O artigo foi publicado no jornal L'Osservatore Romano, 29-03-2014. A tradução é de Moisés Sbardelotto.
Em memória de Juan Carlos Scannone, reproduzimos o artigo publicado aqui no IHU, em 2014.
Embora possamos falar de uma teologia argentina antes do Concílio Vaticano II, não vou focar a minha atenção nela, mas naquela pós-conciliar. Durante o concílio, dois fatos importantes aconteceram: o encontro em Roma, para aquela ocasião, de especialistas conciliares de diferentes países da América Latina e o contato mútuo (entre eles estava o argentino Lucio Gera); o encontro de teólogos - não menos importantes que aqueles especialistas - na Faculdade Franciscana de Petrópolis, no Brasil, em 1964, que tinha entre seus objetivos o exame do ponto de vista teológico da problemática da Igreja latino-americana. Entre os pioneiros que participaram, estavam o peruano Gustavo Gutiérrez, o uruguaio Juan Luis Segundo e o mencionado Lucio Gera.

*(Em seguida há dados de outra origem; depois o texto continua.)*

use serde::{Deserialize, Serialize};

/// Which hand a controller is held in.
#[derive(Clone, Copy, Debug, PartialEq, Eq, Hash, Serialize, Deserialize)]
pub enum Handedness {
    Left,
    Right,
}
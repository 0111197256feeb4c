use cgmath::{InnerSpace, Vector3};
use rapier3d::prelude::*;

use super::util::{npoint_to_cgvec, nvec_to_cgmath, vec_to_npoint, vec_to_nvec};

/// Result of a ray query against the walkable-surface set. `normal` is the
/// world-space surface normal at the hit point.
#[derive(Clone, Copy, Debug)]
pub struct NavRayHit {
    pub distance: f32,
    pub point: Vector3<f32>,
    pub normal: Vector3<f32>,
}

/// The navigation meshes: a set of static colliders describing walkable
/// surfaces. The locomotion core only ever raycasts against it; nothing in
/// here steps a simulation.
pub struct NavMeshSet {
    bodies: RigidBodySet,
    colliders: ColliderSet,
    query_pipeline: QueryPipeline,
    dirty: bool,
}

impl NavMeshSet {
    pub fn new() -> NavMeshSet {
        NavMeshSet {
            bodies: RigidBodySet::new(),
            colliders: ColliderSet::new(),
            query_pipeline: QueryPipeline::new(),
            dirty: false,
        }
    }

    pub fn add_walkable(&mut self, collider: Collider) -> ColliderHandle {
        self.dirty = true;
        self.colliders.insert(collider)
    }

    /// Refresh the query acceleration structure. Must be called after the
    /// last `add_walkable` before any ray queries.
    pub fn rebuild(&mut self) {
        self.query_pipeline.update(&self.colliders);
        self.dirty = false;
    }

    pub fn is_empty(&self) -> bool {
        self.colliders.is_empty()
    }

    /// Cast a ray and return the closest hit within `max_distance`.
    /// `direction` does not need to be normalized.
    pub fn cast_ray(
        &self,
        origin: Vector3<f32>,
        direction: Vector3<f32>,
        max_distance: f32,
    ) -> Option<NavRayHit> {
        debug_assert!(!self.dirty, "NavMeshSet queried without rebuild()");

        let length = direction.magnitude();
        if length <= f32::EPSILON {
            return None;
        }

        let ray = Ray::new(vec_to_npoint(origin), vec_to_nvec(direction / length));
        let (_, intersection) = self.query_pipeline.cast_ray_and_get_normal(
            &self.bodies,
            &self.colliders,
            &ray,
            max_distance,
            true,
            QueryFilter::default(),
        )?;

        let distance = intersection.time_of_impact;
        Some(NavRayHit {
            distance,
            point: npoint_to_cgvec(ray.point_at(distance)),
            normal: nvec_to_cgmath(intersection.normal),
        })
    }
}

impl Default for NavMeshSet {
    fn default() -> Self {
        Self::new()
    }
}
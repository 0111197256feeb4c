pub mod geometry;
pub use geometry::{Geometry, MeshData, Topology, VertexPosition};

pub mod material;
pub use material::{DashParams, Material, TextureData};

pub mod color_material;

pub mod scene_object;
pub use scene_object::SceneObject;

pub mod dynamic_mesh;
pub use dynamic_mesh::DynamicMesh;

pub mod lines_mesh;
pub use lines_mesh::LinesMesh;

pub mod quad;
pub use quad::{create as create_quad, Quad};
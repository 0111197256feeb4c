use cgmath::{InnerSpace, Vector3};

/// Gravity-affected trajectory for the teleport guide: the path of a
/// virtual ball launched from the controller.
///
/// `flight_time` is the commit point of the curve. It starts as the
/// estimate from `time_to_reach_height` and gets shortened by the
/// navigation clipper when the ball hits geometry earlier. A flight time of
/// zero degenerates the curve to its origin.
#[derive(Clone, Copy, Debug)]
pub struct BallisticCurve {
    pub origin: Vector3<f32>,
    pub velocity: Vector3<f32>,
    pub gravity: Vector3<f32>,
    pub flight_time: f32,
}

impl BallisticCurve {
    pub fn new(gravity: Vector3<f32>) -> BallisticCurve {
        BallisticCurve {
            origin: Vector3::new(0.0, 0.0, 0.0),
            velocity: Vector3::new(0.0, 0.0, 0.0),
            gravity,
            flight_time: 0.0,
        }
    }

    /// Re-aim the curve from a new launch point. `direction` does not need
    /// to be normalized; `speed` is in m/s.
    pub fn launch(&mut self, origin: Vector3<f32>, direction: Vector3<f32>, speed: f32) {
        self.origin = origin;
        let length = direction.magnitude();
        self.velocity = if length > f32::EPSILON {
            direction * (speed / length)
        } else {
            Vector3::new(0.0, 0.0, 0.0)
        };
    }

    /// Kinematic position at time `t`: origin + v*t + g*t^2/2.
    pub fn point_at_time(&self, t: f32) -> Vector3<f32> {
        self.origin + self.velocity * t + self.gravity * (0.5 * t * t)
    }

    /// Instantaneous velocity at time `t`; the curve tangent.
    pub fn velocity_at_time(&self, t: f32) -> Vector3<f32> {
        self.velocity + self.gravity * t
    }

    /// Where the ball is at the end of the committed flight time.
    pub fn end_point(&self) -> Vector3<f32> {
        self.point_at_time(self.flight_time)
    }

    /// Smallest positive time at which the ball crosses `target_y`, from
    /// the quadratic `0.5*g.y*t^2 + v.y*t + (origin.y - target_y) = 0`.
    ///
    /// Returns `None` when the trajectory never reaches the height (the
    /// discriminant goes negative for near-horizontal or upward launches
    /// toward a height the ball cannot climb to) or when gravity does not
    /// pull downward. Callers treat that as "no landing, invalid".
    pub fn time_to_reach_height(&self, target_y: f32) -> Option<f32> {
        let g = self.gravity.y;
        if g >= 0.0 {
            return None;
        }

        let v = self.velocity.y;
        let discriminant = v * v - 2.0 * g * (self.origin.y - target_y);
        if discriminant < 0.0 {
            return None;
        }

        let sqrt_d = discriminant.sqrt();
        let t_rising = (-v + sqrt_d) / g;
        let t_falling = (-v - sqrt_d) / g;

        [t_rising, t_falling]
            .into_iter()
            .filter(|t| *t > 0.0)
            .min_by(|a, b| a.total_cmp(b))
    }
}

#[cfg(test)]
mod tests {
    use super::*;
    use cgmath::vec3;

    const GRAVITY: Vector3<f32> = Vector3::new(0.0, -9.8, 0.0);

    fn launched(origin: Vector3<f32>, direction: Vector3<f32>, speed: f32) -> BallisticCurve {
        let mut curve = BallisticCurve::new(GRAVITY);
        curve.launch(origin, direction, speed);
        curve
    }

    #[test]
    fn point_matches_closed_form_parabola() {
        let curve = launched(vec3(0.0, 1.5, 0.0), vec3(0.0, 0.5, -1.0), 8.0);

        for i in 0..20 {
            let t = i as f32 * 0.1;
            let p = curve.point_at_time(t);
            let expected_y = curve.origin.y + curve.velocity.y * t - 0.5 * 9.8 * t * t;
            assert!((p.y - expected_y).abs() < 1e-5);
        }
    }

    #[test]
    fn zero_flight_time_degenerates_to_origin() {
        let mut curve = launched(vec3(1.0, 2.0, 3.0), vec3(0.0, 0.0, -1.0), 8.0);
        curve.flight_time = 0.0;
        assert_eq!(curve.end_point(), curve.origin);
    }

    #[test]
    fn reaches_ground_below_launch() {
        let curve = launched(vec3(0.0, 1.5, 0.0), vec3(0.0, 0.0, -1.0), 8.0);

        let t = curve.time_to_reach_height(0.0).expect("ground is reachable");
        assert!(t > 0.0);
        assert!(curve.point_at_time(t).y.abs() < 1e-4);
    }

    #[test]
    fn straight_up_launch_falls_back_past_origin_height() {
        // Ball rises, then falls back through the lower target height.
        let curve = launched(vec3(0.0, 1.5, 0.0), vec3(0.0, 1.0, 0.0), 8.0);

        let t = curve.time_to_reach_height(0.0).expect("falls back down");
        assert!(t > 0.0);
        // Must be the descending crossing: well after the apex at v/g.
        assert!(t > 8.0 / 9.8);
        assert!(curve.point_at_time(t).y.abs() < 1e-4);
    }

    #[test]
    fn picks_first_crossing_when_target_is_above() {
        // Aiming up at a height the ball passes twice: once rising, once
        // falling. The guide wants the first crossing.
        let curve = launched(vec3(0.0, 0.0, 0.0), vec3(0.0, 1.0, 0.0), 8.0);

        let t = curve.time_to_reach_height(1.0).expect("climbs past 1m");
        assert!(t > 0.0);
        assert!(t < 8.0 / 9.8);
        assert!((curve.point_at_time(t).y - 1.0).abs() < 1e-4);
    }

    #[test]
    fn unreachable_height_has_no_solution() {
        // 8 m/s straight up peaks at ~3.27m; a 10m target is out of reach.
        let curve = launched(vec3(0.0, 0.0, 0.0), vec3(0.0, 1.0, 0.0), 8.0);
        assert!(curve.time_to_reach_height(10.0).is_none());
    }

    #[test]
    fn horizontal_launch_toward_higher_ground_has_no_solution() {
        let curve = launched(vec3(0.0, 1.0, 0.0), vec3(0.0, 0.0, -1.0), 8.0);
        assert!(curve.time_to_reach_height(5.0).is_none());
    }
}
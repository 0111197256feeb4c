// Locomotion core for the dinosaur-pen VR experience.
//
// The render host owns drawing, assets, and audio; this crate owns how the
// player gets around: the teleport guide beam, destination validation
// against walkable geometry, and the transition effects that move the
// viewpoint without making anyone sick.

pub mod config;
pub mod input_context;
pub mod locomotion;
pub mod physics;
pub mod rig;
pub mod scenes;
pub mod time;
pub mod vr_config;

pub use config::LocomotionConfig;
pub use input_context::{Buttons, Hand, InputContext, Pose};
pub use locomotion::{
    BallisticCurve, FadeEffect, LocomotionCallbacks, LocomotionEffect, LocomotionManager,
    NavigationClipper, SlideEffect, SnapEffect, TeleportGuide, TeleportState,
};
pub use physics::NavMeshSet;
pub use rig::PlayerRig;
pub use time::Time;
pub use vr_config::Handedness;
use cgmath::Vector3;

use super::material::Material;

pub fn create(color: Vector3<f32>) -> Material {
    Material::solid(color)
}
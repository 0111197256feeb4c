mod macros;

pub mod logging;
pub mod scene;

pub use logging::{init_logging, LogConfig};
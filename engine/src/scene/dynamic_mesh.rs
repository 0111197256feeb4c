use super::geometry::{Geometry, MeshData};

/// Indexed triangle mesh whose positions are rewritten every frame while the
/// topology, uvs, and indices stay fixed. The host checks `take_dirty` after
/// each update to decide whether the vertex buffer needs a re-upload.
pub struct DynamicMesh {
    data: MeshData,
    positions_dirty: bool,
}

impl DynamicMesh {
    pub fn new(data: MeshData) -> DynamicMesh {
        DynamicMesh {
            data,
            positions_dirty: true,
        }
    }

    /// Overwrite the position buffer in place. The new buffer must have the
    /// same vertex count the mesh was created with.
    pub fn write_positions(&mut self, positions: &[[f32; 3]]) {
        debug_assert_eq!(positions.len(), self.data.positions.len());
        self.data.positions.copy_from_slice(positions);
        self.positions_dirty = true;
    }

    pub fn take_dirty(&mut self) -> bool {
        std::mem::take(&mut self.positions_dirty)
    }
}

impl Geometry for DynamicMesh {
    fn data(&self) -> &MeshData {
        &self.data
    }
}
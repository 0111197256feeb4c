pub mod playground;

pub use playground::{pen_bounds, PlaygroundBuilder, PlaygroundScene};
use cgmath::{vec3, Vector3};
use serde::{Deserialize, Serialize};
use std::f32::consts::FRAC_PI_4;

/// Tunables for the teleport locomotion system. The defaults reproduce the
/// dinosaur pen's handling: an 8 m/s launch, a 16-segment guide beam, and a
/// 4 m fall limit.
#[derive(Clone, Debug, Serialize, Deserialize)]
#[serde(default)]
pub struct LocomotionConfig {
    /// Initial speed of the virtual ball cast from the controller, in m/s.
    pub launch_speed: f32,
    /// Constant acceleration applied to the guide trajectory.
    pub gravity: Vector3<f32>,
    /// Number of segments in the rendered guide beam.
    pub guide_segments: usize,
    /// Half-width of the beam cross section, in meters.
    pub ray_radius: f32,
    /// Dash repetitions along the beam and scroll speed of the pattern.
    pub dash_count: f32,
    pub dash_speed: f32,
    /// Fixed walkable-ground height. When `None` and navigation meshes are
    /// supplied, the flight-time probe instead aims below the rig origin.
    pub ground_height: Option<f32>,
    /// How far below the rig origin the probe reaches when no fixed ground
    /// height is configured.
    pub probe_below_offset: f32,
    /// Largest vertical drop a destination may be below the controller.
    pub max_fall_distance: f32,
    /// Minimum dot product between a hit surface normal and +Y for the
    /// surface to count as walkable.
    pub up_threshold: f32,
    pub valid_color: Vector3<f32>,
    pub invalid_color: Vector3<f32>,
    /// Diameter of the landing indicator, in meters.
    pub target_size: f32,
    /// Thumbstick deflection that starts/holds a teleport gesture.
    pub teleport_axis_threshold: f32,
    /// Sideways deflection that triggers a snap turn, and the angle stepped.
    pub turn_axis_threshold: f32,
    pub snap_turn_increment: f32,
}

impl Default for LocomotionConfig {
    fn default() -> Self {
        LocomotionConfig {
            launch_speed: 8.0,
            gravity: vec3(0.0, -9.8, 0.0),
            guide_segments: 16,
            ray_radius: 0.02,
            dash_count: 8.0,
            dash_speed: 2.0,
            ground_height: None,
            probe_below_offset: 2.0,
            max_fall_distance: 4.0,
            up_threshold: 0.1,
            valid_color: vec3(0.0, 0.8, 1.0),
            invalid_color: vec3(1.0, 0.35, 0.1),
            target_size: 0.5,
            teleport_axis_threshold: 0.5,
            turn_axis_threshold: 0.65,
            snap_turn_increment: FRAC_PI_4,
        }
    }
}
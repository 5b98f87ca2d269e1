use std::env;
use tracing::warn;

#[derive(Debug, Clone)]
pub struct AppConfig {
    pub max_booking_attempts: u32,
    pub booking_retry_backoff_ms: u64,
    pub event_channel_capacity: usize,
}

impl AppConfig {
    pub fn from_env() -> Self {
        Self {
            max_booking_attempts: parse_var("SCHEDULING_MAX_BOOKING_ATTEMPTS", 3),
            booking_retry_backoff_ms: parse_var("SCHEDULING_RETRY_BACKOFF_MS", 100),
            event_channel_capacity: parse_var("SCHEDULING_EVENT_CHANNEL_CAPACITY", 256),
        }
    }
}

impl Default for AppConfig {
    fn default() -> Self {
        Self {
            max_booking_attempts: 3,
            booking_retry_backoff_ms: 100,
            event_channel_capacity: 256,
        }
    }
}

fn parse_var<T: std::str::FromStr + Copy>(name: &str, default: T) -> T {
    match env::var(name) {
        Ok(raw) => raw.parse().unwrap_or_else(|_| {
            warn!("{} is not a valid value, using default", name);
            default
        }),
        Err(_) => default,
    }
}
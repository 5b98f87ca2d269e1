pub mod events;
pub mod models;
pub mod services;
pub mod store;

// Re-export the models and services for external use
pub use events::{AppointmentEvent, BroadcastEventPort, EventPort, RecordingEventPort};
pub use models::*;
pub use services::*;
pub use store::{AppointmentStore, InMemoryAppointmentStore, StoreError};
pub mod actor;

pub use actor::{Actor, ActorRole};
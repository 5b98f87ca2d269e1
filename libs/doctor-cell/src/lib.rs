pub mod models;
pub mod services;
pub mod store;

pub use models::*;
pub use services::*;
pub use store::{
    AvailabilityStore, BookedSlotSource, DoctorStore, InMemoryAvailabilityStore,
    InMemoryDoctorStore, InMemorySpecialtyStore, SpecialtyStore,
};
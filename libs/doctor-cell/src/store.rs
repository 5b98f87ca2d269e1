// libs/doctor-cell/src/store.rs
//
// Storage seams for reference data. The engine treats doctors, specialties
// and availability windows as externally maintained reference data; these
// traits are the read contract, and the in-memory implementations exist for
// embedding and tests.

use anyhow::Result;
use async_trait::async_trait;
use chrono::{NaiveDate, NaiveTime};
use std::collections::HashMap;
use std::sync::Mutex;
use uuid::Uuid;

use crate::models::{AvailabilityWindow, Doctor, Specialty};

#[async_trait]
pub trait DoctorStore: Send + Sync {
    async fn get(&self, doctor_id: Uuid) -> Result<Option<Doctor>>;
}

#[async_trait]
pub trait SpecialtyStore: Send + Sync {
    async fn get(&self, specialty_id: Uuid) -> Result<Option<Specialty>>;
}

#[async_trait]
pub trait AvailabilityStore: Send + Sync {
    /// All windows configured for a doctor on a weekday, active or not.
    async fn windows_for_day(
        &self,
        doctor_id: Uuid,
        day_of_week: u8,
    ) -> Result<Vec<AvailabilityWindow>>;
}

/// Read-side view of the appointment book: just enough to mask booked slots.
/// Implemented by the appointment store, so slot generation can subtract
/// active bookings without this cell depending on the appointment cell.
#[async_trait]
pub trait BookedSlotSource: Send + Sync {
    /// Start times of appointments in an active status for `doctor_id` on
    /// `date`.
    async fn active_times(&self, doctor_id: Uuid, date: NaiveDate) -> Result<Vec<NaiveTime>>;
}

// ==============================================================================
// IN-MEMORY IMPLEMENTATIONS
// ==============================================================================

#[derive(Default)]
pub struct InMemoryDoctorStore {
    doctors: Mutex<HashMap<Uuid, Doctor>>,
}

impl InMemoryDoctorStore {
    pub fn new() -> Self {
        Self::default()
    }

    pub fn insert(&self, doctor: Doctor) {
        self.doctors.lock().unwrap().insert(doctor.id, doctor);
    }
}

#[async_trait]
impl DoctorStore for InMemoryDoctorStore {
    async fn get(&self, doctor_id: Uuid) -> Result<Option<Doctor>> {
        Ok(self.doctors.lock().unwrap().get(&doctor_id).cloned())
    }
}

#[derive(Default)]
pub struct InMemorySpecialtyStore {
    specialties: Mutex<HashMap<Uuid, Specialty>>,
}

impl InMemorySpecialtyStore {
    pub fn new() -> Self {
        Self::default()
    }

    pub fn insert(&self, specialty: Specialty) {
        self.specialties
            .lock()
            .unwrap()
            .insert(specialty.id, specialty);
    }
}

#[async_trait]
impl SpecialtyStore for InMemorySpecialtyStore {
    async fn get(&self, specialty_id: Uuid) -> Result<Option<Specialty>> {
        Ok(self
            .specialties
            .lock()
            .unwrap()
            .get(&specialty_id)
            .cloned())
    }
}

#[derive(Default)]
pub struct InMemoryAvailabilityStore {
    windows: Mutex<Vec<AvailabilityWindow>>,
}

impl InMemoryAvailabilityStore {
    pub fn new() -> Self {
        Self::default()
    }

    pub fn insert(&self, window: AvailabilityWindow) {
        self.windows.lock().unwrap().push(window);
    }
}

#[async_trait]
impl AvailabilityStore for InMemoryAvailabilityStore {
    async fn windows_for_day(
        &self,
        doctor_id: Uuid,
        day_of_week: u8,
    ) -> Result<Vec<AvailabilityWindow>> {
        Ok(self
            .windows
            .lock()
            .unwrap()
            .iter()
            .filter(|w| w.doctor_id == doctor_id && w.day_of_week == day_of_week)
            .cloned()
            .collect())
    }
}
// libs/appointment-cell/src/services/booking.rs
use chrono::Utc;
use std::sync::Arc;
use tracing::{info, warn};
use uuid::Uuid;

use shared_config::AppConfig;
use shared_models::{Actor, ActorRole};

use doctor_cell::models::day_of_week;
use doctor_cell::services::AvailabilityService;
use doctor_cell::store::{DoctorStore, SpecialtyStore};

use crate::events::{AppointmentEvent, EventPort};
use crate::models::{
    Appointment, AppointmentError, AppointmentStatus, BookAppointmentRequest, BookedBy,
};
use crate::services::capacity::DailyCapacityService;
use crate::store::{AppointmentStore, StoreError};

pub struct AppointmentBookingService {
    doctors: Arc<dyn DoctorStore>,
    specialties: Arc<dyn SpecialtyStore>,
    availability: AvailabilityService,
    appointments: Arc<dyn AppointmentStore>,
    capacity: DailyCapacityService,
    events: Arc<dyn EventPort>,
    config: AppConfig,
}

impl AppointmentBookingService {
    pub fn new(
        doctors: Arc<dyn DoctorStore>,
        specialties: Arc<dyn SpecialtyStore>,
        availability: AvailabilityService,
        appointments: Arc<dyn AppointmentStore>,
        events: Arc<dyn EventPort>,
        config: AppConfig,
    ) -> Self {
        let capacity = DailyCapacityService::new(Arc::clone(&specialties), Arc::clone(&appointments));

        Self {
            doctors,
            specialties,
            availability,
            appointments,
            capacity,
            events,
            config,
        }
    }

    /// Book an appointment for a patient.
    ///
    /// Preconditions are checked in order, each with its own typed failure:
    /// the specialty and doctor must exist, the requested time must sit on
    /// an active availability window's slot grid, the slot must be free and
    /// the specialty must have daily capacity left. The conflict and
    /// capacity checks are re-run atomically by the store at insert time, so
    /// concurrent bookings cannot both pass them.
    pub async fn book(
        &self,
        actor: &Actor,
        request: BookAppointmentRequest,
    ) -> Result<Appointment, AppointmentError> {
        info!(
            "Booking appointment for patient {} with doctor {} on {} {}",
            request.patient_id, request.doctor_id, request.appointment_date,
            request.appointment_time
        );

        self.validate_request(actor, &request)?;

        let specialty = self
            .specialties
            .get(request.specialty_id)
            .await
            .map_err(|e| AppointmentError::StorageError(e.to_string()))?
            .ok_or(AppointmentError::SpecialtyNotFound)?;

        let doctor = self
            .doctors
            .get(request.doctor_id)
            .await
            .map_err(|e| AppointmentError::StorageError(e.to_string()))?
            .ok_or(AppointmentError::DoctorNotFound)?;
        if !doctor.is_active {
            return Err(AppointmentError::DoctorNotFound);
        }

        let weekday = day_of_week(request.appointment_date);
        let window = self
            .availability
            .window_covering(request.doctor_id, weekday, request.appointment_time)
            .await
            .map_err(|e| AppointmentError::StorageError(e.to_string()))?;
        if window.is_none() {
            warn!(
                "Doctor {} does not offer a {} slot on day {}",
                request.doctor_id, request.appointment_time, weekday
            );
            return Err(AppointmentError::SlotNotOffered);
        }

        // Early typed answers; the store repeats both checks atomically.
        let active = self
            .appointments
            .active_for_doctor_date(request.doctor_id, request.appointment_date)
            .await?;
        if active
            .iter()
            .any(|a| a.appointment_time == request.appointment_time)
        {
            return Err(AppointmentError::SlotConflict);
        }
        if !self
            .capacity
            .has_capacity(request.specialty_id, request.appointment_date)
            .await?
        {
            return Err(AppointmentError::CapacityExceeded);
        }

        let now = Utc::now();
        let status = if actor.can_auto_confirm() {
            AppointmentStatus::Confirmed
        } else {
            AppointmentStatus::Pending
        };
        let booked_by = if actor.role == ActorRole::Patient && actor.id == request.patient_id {
            BookedBy::SelfService
        } else {
            BookedBy::Staff { staff_id: actor.id }
        };

        let appointment = Appointment {
            id: Uuid::new_v4(),
            patient_id: request.patient_id,
            doctor_id: request.doctor_id,
            specialty_id: request.specialty_id,
            appointment_date: request.appointment_date,
            appointment_time: request.appointment_time,
            duration_minutes: specialty.average_consultation_duration_minutes,
            status,
            reason: request.reason,
            notes: request.notes,
            booked_by,
            cancellation_reason: None,
            cancelled_by: None,
            cancelled_at: None,
            created_at: now,
            updated_at: now,
        };

        let created = self
            .create_with_retry(appointment, specialty.daily_appointment_limit)
            .await?;

        self.events
            .emit(AppointmentEvent::AppointmentCreated {
                appointment_id: created.id,
                doctor_id: created.doctor_id,
                patient_id: created.patient_id,
                specialty_id: created.specialty_id,
                date: created.appointment_date,
                time: created.appointment_time,
                status: created.status,
                actor_id: actor.id,
            })
            .await;

        info!(
            "Appointment {} booked with doctor {} ({})",
            created.id, created.doctor_id, created.status
        );
        Ok(created)
    }

    fn validate_request(
        &self,
        actor: &Actor,
        request: &BookAppointmentRequest,
    ) -> Result<(), AppointmentError> {
        if request.reason.trim().is_empty() {
            return Err(AppointmentError::ValidationError(
                "reason must not be empty".to_string(),
            ));
        }
        // Patients book for themselves only.
        if actor.role == ActorRole::Patient && actor.id != request.patient_id {
            return Err(AppointmentError::Forbidden);
        }
        Ok(())
    }

    /// Commit through the store, retrying only transient contention with
    /// linear backoff. Slot and capacity violations surface immediately as
    /// their typed errors.
    async fn create_with_retry(
        &self,
        appointment: Appointment,
        daily_limit: i32,
    ) -> Result<Appointment, AppointmentError> {
        let attempts = self.config.max_booking_attempts.max(1);

        for attempt in 1..=attempts {
            match self
                .appointments
                .create(appointment.clone(), daily_limit)
                .await
            {
                Ok(created) => return Ok(created),
                Err(StoreError::Contention(cause)) if attempt < attempts => {
                    warn!(
                        "Booking contention for doctor {} (attempt {}/{}): {}",
                        appointment.doctor_id, attempt, attempts, cause
                    );
                    tokio::time::sleep(tokio::time::Duration::from_millis(
                        self.config.booking_retry_backoff_ms * attempt as u64,
                    ))
                    .await;
                }
                Err(e) => {
                    warn!(
                        "Booking rejected for doctor {} at {} {}: {}",
                        appointment.doctor_id,
                        appointment.appointment_date,
                        appointment.appointment_time,
                        e
                    );
                    return Err(e.into());
                }
            }
        }

        Err(AppointmentError::StorageError(
            "booking not committed after retries".to_string(),
        ))
    }
}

Pois bem, já em 1968, antes de Medellín, Gutiérrez havia proferido uma palestra intitulada "Rumo a uma teologia da libertação", dando assim um nome à reflexão teológica então emergente no clima do concílio, aplicado à nossa América. Aquela linguagem e aquela perspectiva foram aceitas tanto na Conferência de Medellín (1968) quanto no pós-Medellín, também na Argentina, especialmente pelo próprio Gera - especialista naquela conferência - e pelos teólogos da Coepal (Comissão Episcopal para a Pastoral), bem como pelo Movimento de Sacerdotes para o Terceiro Mundo, nascido em resposta ao Manifesto dos Bispos do Terceiro Mundo (15 de agosto de 1967). A Conferência Episcopal Argentina havia confiado à Coepal, no pós-concílio (1966), a tarefa de elaborar um plano pastoral nacional de acordo com o espírito do Vaticano II. Era composto por vários bispos (monsenhor Marengo, Zaspe e Angelelli), teólogos, pastores, religiosos e religiosas, entre os quais Lucio Gera, Rafael Tello, ambos professores da Faculdade de Teologia de Buenos Aires, os padres diocesanos Justino O'Farrel (anteriormente da congregação de Dom Orione), Guillermo Sáenz (do movimento rural de ação católica), Gerardo Farrel (especialista em doutrina social da Igreja), Juan Bautista Capellaro (do movimento Mundo Mejor), os jesuítas Fernando Boasso e Alberto Sily (ambos do Cias, Centro de Investigação e Ação Social), o estudioso bíblico Mateo Perdía, as Irmãs Aída López, Laura Renard e Esther Sastre, e ouros ainda.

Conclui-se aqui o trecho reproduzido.